EXERCISE DETAILS:
Go through the entries below from the first line and transcribe each one exactly, ending with the line that contains "filename crates/chatrelay-api/src/http/handlers/ws.rs".

Items from a dataset:
------------

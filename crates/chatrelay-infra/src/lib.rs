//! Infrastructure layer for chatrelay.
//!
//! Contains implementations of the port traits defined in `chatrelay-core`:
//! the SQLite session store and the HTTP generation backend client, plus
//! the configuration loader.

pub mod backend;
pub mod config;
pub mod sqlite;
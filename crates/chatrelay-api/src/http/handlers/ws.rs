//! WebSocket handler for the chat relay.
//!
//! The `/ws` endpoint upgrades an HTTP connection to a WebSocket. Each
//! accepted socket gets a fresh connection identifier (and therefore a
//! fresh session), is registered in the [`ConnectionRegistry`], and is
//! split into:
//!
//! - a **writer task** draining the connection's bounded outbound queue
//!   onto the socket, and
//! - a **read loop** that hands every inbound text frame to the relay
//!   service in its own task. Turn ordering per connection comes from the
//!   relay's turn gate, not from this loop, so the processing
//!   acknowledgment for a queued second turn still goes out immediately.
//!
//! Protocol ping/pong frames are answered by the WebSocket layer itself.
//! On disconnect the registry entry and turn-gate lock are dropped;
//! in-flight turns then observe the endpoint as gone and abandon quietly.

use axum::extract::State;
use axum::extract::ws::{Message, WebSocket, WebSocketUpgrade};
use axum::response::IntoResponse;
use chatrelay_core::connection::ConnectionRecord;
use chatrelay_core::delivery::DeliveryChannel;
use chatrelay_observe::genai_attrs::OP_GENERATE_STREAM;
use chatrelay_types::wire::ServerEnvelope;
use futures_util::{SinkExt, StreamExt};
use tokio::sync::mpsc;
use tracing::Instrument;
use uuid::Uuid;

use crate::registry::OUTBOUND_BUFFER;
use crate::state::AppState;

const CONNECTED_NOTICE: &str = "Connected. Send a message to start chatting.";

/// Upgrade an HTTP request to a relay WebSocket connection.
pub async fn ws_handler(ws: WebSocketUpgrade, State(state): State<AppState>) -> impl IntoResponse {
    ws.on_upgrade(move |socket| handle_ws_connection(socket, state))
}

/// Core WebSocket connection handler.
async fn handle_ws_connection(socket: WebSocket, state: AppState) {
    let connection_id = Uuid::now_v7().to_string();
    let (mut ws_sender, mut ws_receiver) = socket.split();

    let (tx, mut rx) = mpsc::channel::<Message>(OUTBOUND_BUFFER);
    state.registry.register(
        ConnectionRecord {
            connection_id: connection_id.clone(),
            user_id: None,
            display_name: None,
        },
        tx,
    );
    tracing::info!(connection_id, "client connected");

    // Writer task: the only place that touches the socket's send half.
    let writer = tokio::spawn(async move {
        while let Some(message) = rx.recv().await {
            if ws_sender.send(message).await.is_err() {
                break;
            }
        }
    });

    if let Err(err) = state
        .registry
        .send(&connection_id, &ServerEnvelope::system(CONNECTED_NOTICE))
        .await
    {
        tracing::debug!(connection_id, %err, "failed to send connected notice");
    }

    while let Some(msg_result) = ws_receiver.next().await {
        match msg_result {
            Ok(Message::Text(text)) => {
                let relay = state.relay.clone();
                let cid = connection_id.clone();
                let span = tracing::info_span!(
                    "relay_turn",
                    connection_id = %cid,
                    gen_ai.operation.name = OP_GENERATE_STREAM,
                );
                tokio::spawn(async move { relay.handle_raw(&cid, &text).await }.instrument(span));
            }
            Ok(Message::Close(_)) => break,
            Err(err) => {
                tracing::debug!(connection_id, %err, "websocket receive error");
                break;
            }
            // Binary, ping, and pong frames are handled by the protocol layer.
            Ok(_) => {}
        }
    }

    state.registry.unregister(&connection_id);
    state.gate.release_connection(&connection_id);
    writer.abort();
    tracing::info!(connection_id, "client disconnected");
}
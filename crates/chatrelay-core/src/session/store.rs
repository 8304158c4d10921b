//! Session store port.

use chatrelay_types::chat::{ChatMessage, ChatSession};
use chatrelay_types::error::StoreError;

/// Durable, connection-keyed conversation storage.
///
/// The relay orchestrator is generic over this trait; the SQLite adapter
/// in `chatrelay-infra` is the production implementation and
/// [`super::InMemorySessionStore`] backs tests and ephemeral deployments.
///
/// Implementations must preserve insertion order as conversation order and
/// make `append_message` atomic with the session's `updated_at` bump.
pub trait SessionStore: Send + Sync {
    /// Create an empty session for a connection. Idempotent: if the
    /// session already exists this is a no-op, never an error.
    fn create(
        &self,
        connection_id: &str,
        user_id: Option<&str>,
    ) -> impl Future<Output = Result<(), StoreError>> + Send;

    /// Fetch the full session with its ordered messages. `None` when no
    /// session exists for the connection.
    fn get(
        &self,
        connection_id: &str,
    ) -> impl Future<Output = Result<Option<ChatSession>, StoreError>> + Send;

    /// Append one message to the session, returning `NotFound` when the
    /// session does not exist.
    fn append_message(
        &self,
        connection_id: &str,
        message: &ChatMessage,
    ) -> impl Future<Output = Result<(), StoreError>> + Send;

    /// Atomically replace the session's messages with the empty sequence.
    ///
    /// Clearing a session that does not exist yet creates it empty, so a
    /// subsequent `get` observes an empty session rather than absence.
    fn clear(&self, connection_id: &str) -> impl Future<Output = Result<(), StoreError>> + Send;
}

------------

EXPECTED OUTPUT:
filename crates/chatrelay-infra/src/lib.rs
//! Infrastructure layer for chatrelay.
//!
//! Contains implementations of the port traits defined in `chatrelay-core`:
//! the SQLite session store and the HTTP generation backend client, plus
//! the configuration loader.

pub mod backend;
pub mod config;
pub mod sqlite;
filename crates/chatrelay-api/src/http/handlers/ws.rs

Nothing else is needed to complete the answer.